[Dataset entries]
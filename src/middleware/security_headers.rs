use actix_web::{
    dev::{forward_ready, Service, ServiceRequest, ServiceResponse, Transform},
    http::header::{HeaderName, HeaderValue},
    Error,
};
use futures::future::LocalBoxFuture;
use std::future::{ready, Ready};

const HEADERS: [(&str, &str); 3] = [
    ("x-content-type-options", "nosniff"),
    ("x-frame-options", "DENY"),
    ("referrer-policy", "strict-origin-when-cross-origin"),
];

pub struct SecurityHeaders;

impl<S, B> Transform<S, ServiceRequest> for SecurityHeaders
where
    S: Service<ServiceRequest, Response = ServiceResponse<B>, Error = Error>,
    S::Future: 'static,
    B: 'static,
{
    type Response = ServiceResponse<B>;
    type Error = Error;
    type InitError = ();
    type Transform = SecurityHeadersMiddleware<S>;
    type Future = Ready<Result<Self::Transform, Self::InitError>>;

    fn new_transform(&self, service: S) -> Self::Future {
        ready(Ok(SecurityHeadersMiddleware { service }))
    }
}

pub struct SecurityHeadersMiddleware<S> {
    service: S,
}

impl<S, B> Service<ServiceRequest> for SecurityHeadersMiddleware<S>
where
    S: Service<ServiceRequest, Response = ServiceResponse<B>, Error = Error>,
    S::Future: 'static,
    B: 'static,
{
    type Response = ServiceResponse<B>;
    type Error = Error;
    type Future = LocalBoxFuture<'static, Result<Self::Response, Self::Error>>;

    forward_ready!(service);

    fn call(&self, req: ServiceRequest) -> Self::Future {
        let fut = self.service.call(req);

        Box::pin(async move {
            let mut res = fut.await?;

            let headers = res.headers_mut();
            for (name, value) in HEADERS {
                headers.insert(HeaderName::from_static(name), HeaderValue::from_static(value));
            }

            Ok(res)
        })
    }
}
use actix_web::HttpResponse;
use std::sync::atomic::{AtomicU64, Ordering};

static ASK_TOTAL: AtomicU64 = AtomicU64::new(0);
static ASK_ANSWERED: AtomicU64 = AtomicU64::new(0);
static ASK_NOT_UNDERSTOOD: AtomicU64 = AtomicU64::new(0);
static ASK_REJECTED: AtomicU64 = AtomicU64::new(0);
static ASK_FAILED: AtomicU64 = AtomicU64::new(0);

#[derive(Debug, Clone, Copy)]
pub enum AskOutcome {
    Answered,
    /// Sem JSON ou intenção desconhecida
    NotUnderstood,
    /// Comando vazio ou usuário inexistente
    Rejected,
    Failed,
}

pub fn record_ask(outcome: AskOutcome) {
    ASK_TOTAL.fetch_add(1, Ordering::Relaxed);
    let counter = match outcome {
        AskOutcome::Answered => &ASK_ANSWERED,
        AskOutcome::NotUnderstood => &ASK_NOT_UNDERSTOOD,
        AskOutcome::Rejected => &ASK_REJECTED,
        AskOutcome::Failed => &ASK_FAILED,
    };
    counter.fetch_add(1, Ordering::Relaxed);
}

fn render() -> String {
    format!(
        "# HELP assistant_asks_total Total number of commands sent to the assistant\n\
         # TYPE assistant_asks_total counter\n\
         assistant_asks_total {}\n\
         \n\
         # HELP assistant_ask_outcomes_total Commands by outcome\n\
         # TYPE assistant_ask_outcomes_total counter\n\
         assistant_ask_outcomes_total{{outcome=\"answered\"}} {}\n\
         assistant_ask_outcomes_total{{outcome=\"not_understood\"}} {}\n\
         assistant_ask_outcomes_total{{outcome=\"rejected\"}} {}\n\
         assistant_ask_outcomes_total{{outcome=\"failed\"}} {}\n",
        ASK_TOTAL.load(Ordering::Relaxed),
        ASK_ANSWERED.load(Ordering::Relaxed),
        ASK_NOT_UNDERSTOOD.load(Ordering::Relaxed),
        ASK_REJECTED.load(Ordering::Relaxed),
        ASK_FAILED.load(Ordering::Relaxed),
    )
}

#[utoipa::path(
    get,
    path = "/metrics",
    tag = "Health",
    responses(
        (status = 200, description = "Prometheus metrics in text exposition format")
    )
)]
pub async fn get_metrics() -> HttpResponse {
    HttpResponse::Ok()
        .content_type("text/plain; version=0.0.4")
        .body(render())
}
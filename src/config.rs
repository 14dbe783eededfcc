use std::env;

const DEFAULT_MAX_IMAGE_BYTES: usize = 5 * 1024 * 1024;

#[derive(Debug, Clone)]
pub struct AppConfig {
    pub host: String,
    pub port: String,
    pub database_url: String,
    pub cors_origins: Vec<String>,
    pub auth: AuthConfig,
    pub gemini: GeminiConfig,
    pub cloudinary: CloudinaryConfig,
}

#[derive(Debug, Clone)]
pub struct AuthConfig {
    pub jwt_secret: String,
    pub token_ttl_days: i64,
    /// Marca o cookie como `Secure` (somente HTTPS)
    pub cookie_secure: bool,
}

#[derive(Debug, Clone)]
pub struct GeminiConfig {
    pub api_url: String,
    pub api_key: Option<String>,
    pub timeout_secs: u64,
}

#[derive(Debug, Clone)]
pub struct CloudinaryConfig {
    pub base_url: String,
    pub cloud_name: String,
    pub upload_preset: String,
    pub folder: Option<String>,
    pub max_image_bytes: usize,
}

fn required(key: &str) -> Result<String, String> {
    match env::var(key) {
        Ok(v) if !v.trim().is_empty() => Ok(v),
        _ => Err(format!("{} must be set", key)),
    }
}

fn optional(key: &str) -> Option<String> {
    env::var(key).ok().filter(|v| !v.trim().is_empty())
}

fn parsed<T: std::str::FromStr>(key: &str, default: T) -> Result<T, String> {
    match optional(key) {
        Some(raw) => raw
            .trim()
            .parse()
            .map_err(|_| format!("{} has an invalid value: {}", key, raw)),
        None => Ok(default),
    }
}

pub fn parse_origins(raw: &str) -> Vec<String> {
    raw.split(',')
        .map(|s| s.trim().trim_end_matches('/').to_string())
        .filter(|s| !s.is_empty())
        .collect()
}

impl AppConfig {
    /// Lê a configuração das variáveis de ambiente (`.env` já carregado)
    pub fn from_env() -> Result<Self, String> {
        Ok(Self {
            host: env::var("HOST").unwrap_or_else(|_| "0.0.0.0".to_string()),
            port: env::var("PORT").unwrap_or_else(|_| "8000".to_string()),
            database_url: required("DATABASE_URL")?,
            cors_origins: parse_origins(
                &env::var("CORS_ORIGINS").unwrap_or_else(|_| "http://localhost:5173".to_string()),
            ),
            auth: AuthConfig {
                jwt_secret: required("JWT_SECRET")?,
                token_ttl_days: parsed("JWT_TTL_DAYS", 10)?,
                cookie_secure: parsed("COOKIE_SECURE", false)?,
            },
            gemini: GeminiConfig {
                api_url: required("GEMINI_API_URL")?,
                api_key: optional("GEMINI_API_KEY"),
                timeout_secs: parsed("GEMINI_TIMEOUT_SECS", 30)?,
            },
            cloudinary: CloudinaryConfig {
                base_url: env::var("CLOUDINARY_BASE_URL")
                    .unwrap_or_else(|_| "https://api.cloudinary.com".to_string()),
                cloud_name: optional("CLOUDINARY_CLOUD_NAME").unwrap_or_default(),
                upload_preset: optional("CLOUDINARY_UPLOAD_PRESET").unwrap_or_default(),
                folder: optional("CLOUDINARY_FOLDER"),
                max_image_bytes: parsed("MAX_IMAGE_BYTES", DEFAULT_MAX_IMAGE_BYTES)?,
            },
        })
    }
}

• **WHAT TO PRODUCE**
Take the lines from the first line of the records through the line holding "const HEADERS: [(&str, &str);", both included, and please reproduce them exactly with nothing added.

• **RESPONSE TO THIS EXERCISE**
filename src/middleware/security_headers.rs
use actix_web::{
    dev::{forward_ready, Service, ServiceRequest, ServiceResponse, Transform},
    http::header::{HeaderName, HeaderValue},
    Error,
};
use futures::future::LocalBoxFuture;
use std::future::{ready, Ready};

const HEADERS: [(&str, &str); 3] = [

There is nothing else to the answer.